Expression and flippase activities of ATP8B1 mutants. (A) HeLa cells stably expressing C-terminally HA-tagged ATP8B1(WT) and each mutant were fixed and stained for HA and ATP1A1. (B) The cell surface expression levels of ATP8B1(WT) and each mutant were analyzed after surface biotinylation. Proteins precipitated with streptavidin-agarose were subjected to immunoblot analysis (right panels, biotinylated). 10% of the input of the biotinylation reaction was loaded in each lane (left panels, total lysate). (C–E) HeLa cells stably expressing ATP8B1(WT) and each mutant were incubated with NBD-PC and NBD-SM (for 15 min), and NBD-PS (for 5 min) at 15 °C after washing with flippase assay buffer. The residual fluorescence intensity associated with the cells was determined by flow cytometry after extraction with fatty acid-free BSA. The fold increase of NBD-lipid uptake is shown relative to that in parental HeLa cells (–). Graphs display averages from four independent experiments ± SD. A one-way ANOVA was performed to assess variance, followed by Tukey’s post hoc analysis for comparisons. **P < 0.001, ***P < 0.001, ****P < 0.0001. ns, not significant. Comparisons with (−) are indicated in black, while comparisons with WT are indicated in blue. (F) The overall structure of ATP8B1 in the E2P state looking from the A-domain (PDB: 7VGI) and enlarged views around Asn896 (a) and Gly803 (b). Hydrogen bonds are represented by orange dashed lines (a), and the β-strands are numbered 1–4 (b). DKTGT and DGET motifs are colored salmon pink and cyan, respectively.

Figure 7.

Expression and flippase activities of ATP11C mutants. (A) HeLa cells stably expressing C-terminally HA-tagged ATP11C(WT) and each mutant were fixed and stained for HA and ATP1A1. (B) The cell surface expression levels of ATP11C(WT) and each mutant were analyzed after surface biotinylation. Proteins precipitated with streptavidin-agarose were subjected to immunoblot analysis (right panels, biotinylated). 10% of the input of the biotinylation reaction was loaded in each lane (left panels, total lysate). (C–E) HeLa cells stably expressing ATP11C(WT) and each mutant were washed with flippase assay buffer and incubated with NBD-PS (for 5 min), and NBD-PC and NBD-SM (for 15 min) at 15 °C. The residual fluorescence intensity associated with the cells was determined by flow cytometry after extraction with fatty acid-free BSA. The fold increase of NBD-lipid uptake is shown relative to that in parental HeLa cells (−).
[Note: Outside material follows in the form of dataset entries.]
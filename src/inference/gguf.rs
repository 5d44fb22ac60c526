//! GGUF artifacts
//!
//! Header validation and model-reference resolution for the native engine.

use std::fs::{self, File};
use std::io::{Read, Seek, SeekFrom};
use std::path::{Path, PathBuf};

use thiserror::Error;

use crate::inference::engine::EngineError;

/// GGUF magic bytes (little-endian: "GGUF")
pub const GGUF_MAGIC: u32 = 0x46554747;

/// Smallest valid header: magic(4) + version(4) + tensor_count(8) + metadata_kv_count(8)
const HEADER_LEN: u64 = 24;

#[derive(Debug, Error)]
pub enum GgufError {
    #[error("Failed to open file: {0}")]
    FileOpen(#[from] std::io::Error),

    #[error("Invalid GGUF file: magic bytes mismatch (expected 0x{:08X}, got 0x{:08X})", GGUF_MAGIC, .0)]
    InvalidMagic(u32),

    #[error("Unsupported GGUF version: {0}")]
    UnsupportedVersion(u32),

    #[error("File too small to be valid GGUF")]
    FileTooSmall,
}

/// Fields read from a GGUF file header
#[derive(Debug, Clone, PartialEq, Eq)]
pub struct GgufHeader {
    pub version: u32,
    pub tensor_count: u64,
    pub metadata_kv_count: u64,
}

fn read_u32(file: &mut File) -> Result<u32, GgufError> {
    let mut bytes = [0u8; 4];
    file.read_exact(&mut bytes)?;
    Ok(u32::from_le_bytes(bytes))
}

fn read_u64(file: &mut File) -> Result<u64, GgufError> {
    let mut bytes = [0u8; 8];
    file.read_exact(&mut bytes)?;
    Ok(u64::from_le_bytes(bytes))
}

/// Reads and checks the GGUF header. Versions 2 and 3 are accepted.
pub fn validate_gguf<P: AsRef<Path>>(path: P) -> Result<GgufHeader, GgufError> {
    let mut file = File::open(path)?;

    if file.seek(SeekFrom::End(0))? < HEADER_LEN {
        return Err(GgufError::FileTooSmall);
    }
    file.seek(SeekFrom::Start(0))?;

    let magic = read_u32(&mut file)?;
    if magic != GGUF_MAGIC {
        return Err(GgufError::InvalidMagic(magic));
    }

    let version = read_u32(&mut file)?;
    if !(2..=3).contains(&version) {
        return Err(GgufError::UnsupportedVersion(version));
    }

    Ok(GgufHeader {
        version,
        tensor_count: read_u64(&mut file)?,
        metadata_kv_count: read_u64(&mut file)?,
    })
}

fn has_gguf_extension(path: &Path) -> bool {
    path.extension()
        .map(|ext| ext.to_string_lossy().eq_ignore_ascii_case("gguf"))
        .unwrap_or(false)
}

/// Resolves a native model reference to a single GGUF file.
///
/// A file reference is used as-is. A directory reference picks the first
/// `.gguf` file by name. The chosen file must carry a valid header.
pub fn resolve_model_file(model_ref: &str) -> Result<PathBuf, EngineError> {
    let path = PathBuf::from(model_ref);
    if !path.exists() {
        return Err(EngineError::MissingPath(path));
    }

    let file = if path.is_dir() {
        let mut candidates: Vec<PathBuf> = fs::read_dir(&path)
            .map_err(|e| EngineError::ModelLoad(e.to_string()))?
            .filter_map(|entry| entry.ok().map(|e| e.path()))
            .filter(|p| p.is_file() && has_gguf_extension(p))
            .collect();
        candidates.sort();
        candidates.into_iter().next().ok_or_else(|| {
            EngineError::ModelValidation(format!("No .gguf file in {}", path.display()))
        })?
    } else {
        path
    };

    let header = validate_gguf(&file)?;
    tracing::debug!(
        "GGUF v{} with {} tensors at {}",
        header.version,
        header.tensor_count,
        file.display()
    );
    Ok(file)
}

#[cfg(test)]
pub(crate) fn write_test_gguf(path: &Path) {
    use std::io::Write;

    let mut file = File::create(path).unwrap();
    file.write_all(&GGUF_MAGIC.to_le_bytes()).unwrap();
    file.write_all(&3u32.to_le_bytes()).unwrap();
    file.write_all(&10u64.to_le_bytes()).unwrap();
    file.write_all(&5u64.to_le_bytes()).unwrap();
    file.flush().unwrap();
}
Graphs display averages from four independent experiments ± SD. A one-way ANOVA was performed to assess variance, followed by Tukey’s post hoc analysis for comparisons. *P < 0.05, ****P < 0.0001. ns, not significant. Comparisons with (−) are indicated in black, while comparisons with WT are indicated in blue. (F) The overall structure of ATP11C in the BeF-bound E2P state looking from the A-domain (PDB: 6LKN) and enlarged views around Asn819 (Asn822) (a) and Gly753 (Gly756) (b). Hydrogen bonds are represented by orange dashed lines (a), and the β-strands are numbered 1–4 (b).